> **REQUIREMENT**: What must be returned is the number of lines in the records holding the word "ports", with no other text.

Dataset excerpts
»»

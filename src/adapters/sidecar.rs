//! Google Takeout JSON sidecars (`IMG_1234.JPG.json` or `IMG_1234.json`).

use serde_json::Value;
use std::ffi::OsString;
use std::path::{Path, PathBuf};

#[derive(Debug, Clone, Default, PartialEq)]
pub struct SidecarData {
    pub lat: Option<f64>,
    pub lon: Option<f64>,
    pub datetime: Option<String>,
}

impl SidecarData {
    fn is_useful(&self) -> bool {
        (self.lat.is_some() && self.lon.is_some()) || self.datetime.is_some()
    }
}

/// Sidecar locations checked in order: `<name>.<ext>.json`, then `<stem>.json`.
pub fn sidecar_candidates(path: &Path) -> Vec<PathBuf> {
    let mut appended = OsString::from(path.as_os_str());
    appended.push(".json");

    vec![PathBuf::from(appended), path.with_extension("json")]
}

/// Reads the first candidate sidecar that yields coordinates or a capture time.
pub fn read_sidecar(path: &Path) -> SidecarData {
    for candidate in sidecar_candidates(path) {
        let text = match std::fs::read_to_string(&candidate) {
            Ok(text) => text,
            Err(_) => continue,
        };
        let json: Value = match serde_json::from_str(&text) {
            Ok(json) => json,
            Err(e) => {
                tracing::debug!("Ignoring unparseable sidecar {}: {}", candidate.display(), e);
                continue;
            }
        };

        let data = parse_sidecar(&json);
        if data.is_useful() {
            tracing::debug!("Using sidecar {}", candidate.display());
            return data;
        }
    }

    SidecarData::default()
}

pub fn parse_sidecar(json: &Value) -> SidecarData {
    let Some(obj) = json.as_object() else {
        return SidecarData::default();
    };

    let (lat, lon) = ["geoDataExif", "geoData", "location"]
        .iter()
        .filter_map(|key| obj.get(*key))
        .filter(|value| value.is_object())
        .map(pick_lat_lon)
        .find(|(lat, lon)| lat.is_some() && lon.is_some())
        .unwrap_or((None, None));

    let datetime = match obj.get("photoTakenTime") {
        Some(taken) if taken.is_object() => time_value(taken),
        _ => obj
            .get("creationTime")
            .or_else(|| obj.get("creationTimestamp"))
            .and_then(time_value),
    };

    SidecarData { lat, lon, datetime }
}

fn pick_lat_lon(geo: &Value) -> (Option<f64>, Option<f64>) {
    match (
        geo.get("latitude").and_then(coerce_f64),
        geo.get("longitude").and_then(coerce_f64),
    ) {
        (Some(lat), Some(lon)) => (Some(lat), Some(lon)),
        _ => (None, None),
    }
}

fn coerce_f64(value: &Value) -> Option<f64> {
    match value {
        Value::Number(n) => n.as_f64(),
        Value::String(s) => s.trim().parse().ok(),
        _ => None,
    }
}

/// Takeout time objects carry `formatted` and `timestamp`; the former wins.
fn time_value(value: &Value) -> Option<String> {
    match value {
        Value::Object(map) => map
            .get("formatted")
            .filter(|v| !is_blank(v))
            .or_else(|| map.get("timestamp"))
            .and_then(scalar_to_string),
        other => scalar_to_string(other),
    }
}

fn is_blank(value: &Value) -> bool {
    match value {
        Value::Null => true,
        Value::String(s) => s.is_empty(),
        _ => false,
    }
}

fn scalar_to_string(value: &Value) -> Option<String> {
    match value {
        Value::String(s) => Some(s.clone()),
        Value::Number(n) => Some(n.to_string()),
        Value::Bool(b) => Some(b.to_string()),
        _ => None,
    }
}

««
»»

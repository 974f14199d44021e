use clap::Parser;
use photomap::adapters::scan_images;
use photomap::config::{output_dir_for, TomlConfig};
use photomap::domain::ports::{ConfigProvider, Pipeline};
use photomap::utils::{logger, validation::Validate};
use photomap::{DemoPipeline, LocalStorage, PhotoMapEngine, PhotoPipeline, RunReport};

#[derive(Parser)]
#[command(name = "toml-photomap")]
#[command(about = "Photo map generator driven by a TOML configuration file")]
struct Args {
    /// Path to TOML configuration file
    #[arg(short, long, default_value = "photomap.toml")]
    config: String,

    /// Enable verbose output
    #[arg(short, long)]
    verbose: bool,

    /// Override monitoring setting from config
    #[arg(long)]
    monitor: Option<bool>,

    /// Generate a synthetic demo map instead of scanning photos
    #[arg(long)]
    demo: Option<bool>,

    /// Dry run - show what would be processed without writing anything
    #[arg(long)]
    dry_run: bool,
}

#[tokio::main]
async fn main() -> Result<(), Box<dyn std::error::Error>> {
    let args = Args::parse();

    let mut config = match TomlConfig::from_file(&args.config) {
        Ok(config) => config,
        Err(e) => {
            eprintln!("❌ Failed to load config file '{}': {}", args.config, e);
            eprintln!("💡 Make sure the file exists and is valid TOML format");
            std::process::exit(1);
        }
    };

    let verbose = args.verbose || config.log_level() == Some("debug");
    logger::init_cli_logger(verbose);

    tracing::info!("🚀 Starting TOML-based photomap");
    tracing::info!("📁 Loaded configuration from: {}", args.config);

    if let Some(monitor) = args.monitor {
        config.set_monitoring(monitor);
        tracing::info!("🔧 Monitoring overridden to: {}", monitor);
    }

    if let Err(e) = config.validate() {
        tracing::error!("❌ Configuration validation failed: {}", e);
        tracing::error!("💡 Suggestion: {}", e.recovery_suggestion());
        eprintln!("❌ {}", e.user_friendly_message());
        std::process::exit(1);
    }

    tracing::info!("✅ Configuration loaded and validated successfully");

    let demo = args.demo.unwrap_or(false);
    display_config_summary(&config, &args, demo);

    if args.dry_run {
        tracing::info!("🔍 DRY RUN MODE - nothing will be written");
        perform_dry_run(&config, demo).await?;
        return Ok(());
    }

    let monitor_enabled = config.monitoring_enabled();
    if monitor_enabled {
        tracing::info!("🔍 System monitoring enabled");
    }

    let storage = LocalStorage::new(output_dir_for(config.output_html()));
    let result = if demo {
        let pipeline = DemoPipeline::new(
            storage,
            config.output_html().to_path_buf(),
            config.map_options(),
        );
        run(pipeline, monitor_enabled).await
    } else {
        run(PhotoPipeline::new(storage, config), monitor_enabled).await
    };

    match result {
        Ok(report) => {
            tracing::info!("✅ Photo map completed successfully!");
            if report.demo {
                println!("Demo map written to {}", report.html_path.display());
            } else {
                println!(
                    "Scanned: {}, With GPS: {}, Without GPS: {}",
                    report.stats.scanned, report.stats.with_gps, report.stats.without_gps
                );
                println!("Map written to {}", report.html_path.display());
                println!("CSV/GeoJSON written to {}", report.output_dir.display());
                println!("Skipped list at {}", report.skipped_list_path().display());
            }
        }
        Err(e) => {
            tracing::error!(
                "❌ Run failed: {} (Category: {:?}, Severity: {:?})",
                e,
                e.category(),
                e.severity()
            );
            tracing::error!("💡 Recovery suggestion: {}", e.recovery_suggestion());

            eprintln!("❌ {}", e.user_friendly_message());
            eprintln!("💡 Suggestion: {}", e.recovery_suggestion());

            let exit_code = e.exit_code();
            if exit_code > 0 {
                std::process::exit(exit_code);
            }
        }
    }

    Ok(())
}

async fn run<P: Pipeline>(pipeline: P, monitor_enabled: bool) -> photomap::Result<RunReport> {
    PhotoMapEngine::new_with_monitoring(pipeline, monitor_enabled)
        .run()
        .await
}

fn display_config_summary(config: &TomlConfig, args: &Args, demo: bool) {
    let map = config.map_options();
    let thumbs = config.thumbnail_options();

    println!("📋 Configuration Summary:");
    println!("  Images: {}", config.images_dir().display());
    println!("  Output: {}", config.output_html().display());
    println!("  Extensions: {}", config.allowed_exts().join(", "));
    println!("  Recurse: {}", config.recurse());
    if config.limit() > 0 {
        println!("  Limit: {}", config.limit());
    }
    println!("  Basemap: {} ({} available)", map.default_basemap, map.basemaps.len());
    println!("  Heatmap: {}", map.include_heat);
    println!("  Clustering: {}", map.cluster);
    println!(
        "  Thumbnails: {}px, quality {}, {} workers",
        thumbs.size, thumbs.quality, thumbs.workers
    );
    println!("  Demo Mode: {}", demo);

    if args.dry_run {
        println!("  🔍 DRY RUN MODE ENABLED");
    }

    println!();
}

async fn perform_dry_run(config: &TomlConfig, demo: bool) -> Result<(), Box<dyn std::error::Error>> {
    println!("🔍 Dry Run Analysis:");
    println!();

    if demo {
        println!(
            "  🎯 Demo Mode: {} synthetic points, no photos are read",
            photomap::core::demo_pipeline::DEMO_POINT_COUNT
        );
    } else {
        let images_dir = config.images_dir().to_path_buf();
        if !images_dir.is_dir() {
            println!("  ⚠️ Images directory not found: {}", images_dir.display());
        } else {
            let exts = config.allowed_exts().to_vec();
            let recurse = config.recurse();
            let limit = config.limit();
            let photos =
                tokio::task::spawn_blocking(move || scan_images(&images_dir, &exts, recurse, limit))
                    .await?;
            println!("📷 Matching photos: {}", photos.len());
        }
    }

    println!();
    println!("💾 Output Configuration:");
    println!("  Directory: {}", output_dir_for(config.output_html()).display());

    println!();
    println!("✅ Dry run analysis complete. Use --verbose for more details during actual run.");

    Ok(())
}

««
»»

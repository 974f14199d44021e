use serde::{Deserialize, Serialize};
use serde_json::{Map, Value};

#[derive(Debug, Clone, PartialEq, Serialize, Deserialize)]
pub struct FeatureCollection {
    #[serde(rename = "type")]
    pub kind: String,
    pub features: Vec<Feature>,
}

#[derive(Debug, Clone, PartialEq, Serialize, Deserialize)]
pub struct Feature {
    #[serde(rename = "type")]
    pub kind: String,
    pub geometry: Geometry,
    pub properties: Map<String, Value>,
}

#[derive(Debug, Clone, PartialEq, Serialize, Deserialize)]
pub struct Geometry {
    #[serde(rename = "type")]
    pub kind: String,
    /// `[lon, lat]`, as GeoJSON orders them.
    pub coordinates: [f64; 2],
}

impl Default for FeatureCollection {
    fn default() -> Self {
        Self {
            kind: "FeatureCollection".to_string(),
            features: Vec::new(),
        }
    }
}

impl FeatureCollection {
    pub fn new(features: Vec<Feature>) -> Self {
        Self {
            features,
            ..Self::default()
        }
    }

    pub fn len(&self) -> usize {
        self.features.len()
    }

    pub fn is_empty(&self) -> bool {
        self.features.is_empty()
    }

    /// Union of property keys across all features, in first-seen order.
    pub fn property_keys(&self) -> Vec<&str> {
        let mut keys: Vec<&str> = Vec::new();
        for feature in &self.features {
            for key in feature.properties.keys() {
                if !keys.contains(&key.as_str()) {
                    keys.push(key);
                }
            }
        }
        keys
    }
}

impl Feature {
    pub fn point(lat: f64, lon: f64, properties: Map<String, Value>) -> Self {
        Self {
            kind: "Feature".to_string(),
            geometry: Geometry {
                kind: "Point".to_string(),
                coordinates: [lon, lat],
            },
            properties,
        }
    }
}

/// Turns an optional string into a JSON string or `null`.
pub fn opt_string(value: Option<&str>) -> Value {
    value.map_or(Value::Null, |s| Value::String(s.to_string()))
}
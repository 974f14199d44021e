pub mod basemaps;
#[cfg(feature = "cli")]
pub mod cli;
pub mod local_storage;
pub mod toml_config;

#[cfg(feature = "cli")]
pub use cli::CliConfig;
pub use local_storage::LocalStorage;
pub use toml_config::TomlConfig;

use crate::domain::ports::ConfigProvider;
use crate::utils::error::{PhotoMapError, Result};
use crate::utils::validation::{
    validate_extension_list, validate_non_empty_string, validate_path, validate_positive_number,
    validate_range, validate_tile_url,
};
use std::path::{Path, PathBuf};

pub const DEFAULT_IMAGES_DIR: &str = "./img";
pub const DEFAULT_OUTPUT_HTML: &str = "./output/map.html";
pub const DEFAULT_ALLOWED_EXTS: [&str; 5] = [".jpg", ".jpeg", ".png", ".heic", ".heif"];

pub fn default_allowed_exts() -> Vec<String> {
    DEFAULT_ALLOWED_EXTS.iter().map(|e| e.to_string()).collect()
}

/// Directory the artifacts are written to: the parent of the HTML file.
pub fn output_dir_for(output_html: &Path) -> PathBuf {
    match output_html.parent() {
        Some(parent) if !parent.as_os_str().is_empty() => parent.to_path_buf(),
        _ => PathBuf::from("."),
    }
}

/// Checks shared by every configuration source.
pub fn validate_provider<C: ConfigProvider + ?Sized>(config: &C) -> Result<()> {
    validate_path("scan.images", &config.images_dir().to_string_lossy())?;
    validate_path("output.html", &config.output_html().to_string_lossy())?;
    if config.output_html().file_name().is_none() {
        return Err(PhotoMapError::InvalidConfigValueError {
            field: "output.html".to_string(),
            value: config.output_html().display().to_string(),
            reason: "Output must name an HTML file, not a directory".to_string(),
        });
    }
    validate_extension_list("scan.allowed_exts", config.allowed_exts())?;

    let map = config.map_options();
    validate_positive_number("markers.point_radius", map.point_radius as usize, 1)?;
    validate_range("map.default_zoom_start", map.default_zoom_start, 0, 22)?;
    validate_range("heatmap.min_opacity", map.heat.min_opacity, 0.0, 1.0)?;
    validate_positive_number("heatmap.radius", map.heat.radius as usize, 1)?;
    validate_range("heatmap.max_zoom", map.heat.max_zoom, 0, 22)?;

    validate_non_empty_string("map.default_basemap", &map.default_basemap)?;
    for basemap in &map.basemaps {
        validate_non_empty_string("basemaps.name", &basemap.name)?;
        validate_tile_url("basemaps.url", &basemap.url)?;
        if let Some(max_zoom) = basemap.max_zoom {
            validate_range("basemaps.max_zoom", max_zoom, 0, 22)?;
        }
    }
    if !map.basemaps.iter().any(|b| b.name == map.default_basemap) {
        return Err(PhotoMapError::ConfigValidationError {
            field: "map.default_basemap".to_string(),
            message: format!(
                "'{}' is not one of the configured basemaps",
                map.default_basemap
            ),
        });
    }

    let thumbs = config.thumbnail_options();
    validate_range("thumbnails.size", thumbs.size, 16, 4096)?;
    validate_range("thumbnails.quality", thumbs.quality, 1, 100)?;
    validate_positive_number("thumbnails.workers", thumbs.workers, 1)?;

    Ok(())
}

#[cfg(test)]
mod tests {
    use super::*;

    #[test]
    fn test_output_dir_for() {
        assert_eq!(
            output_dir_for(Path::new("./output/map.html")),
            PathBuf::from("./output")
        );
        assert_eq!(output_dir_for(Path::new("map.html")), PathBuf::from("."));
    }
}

««

> **WRITTEN ANSWER**: 2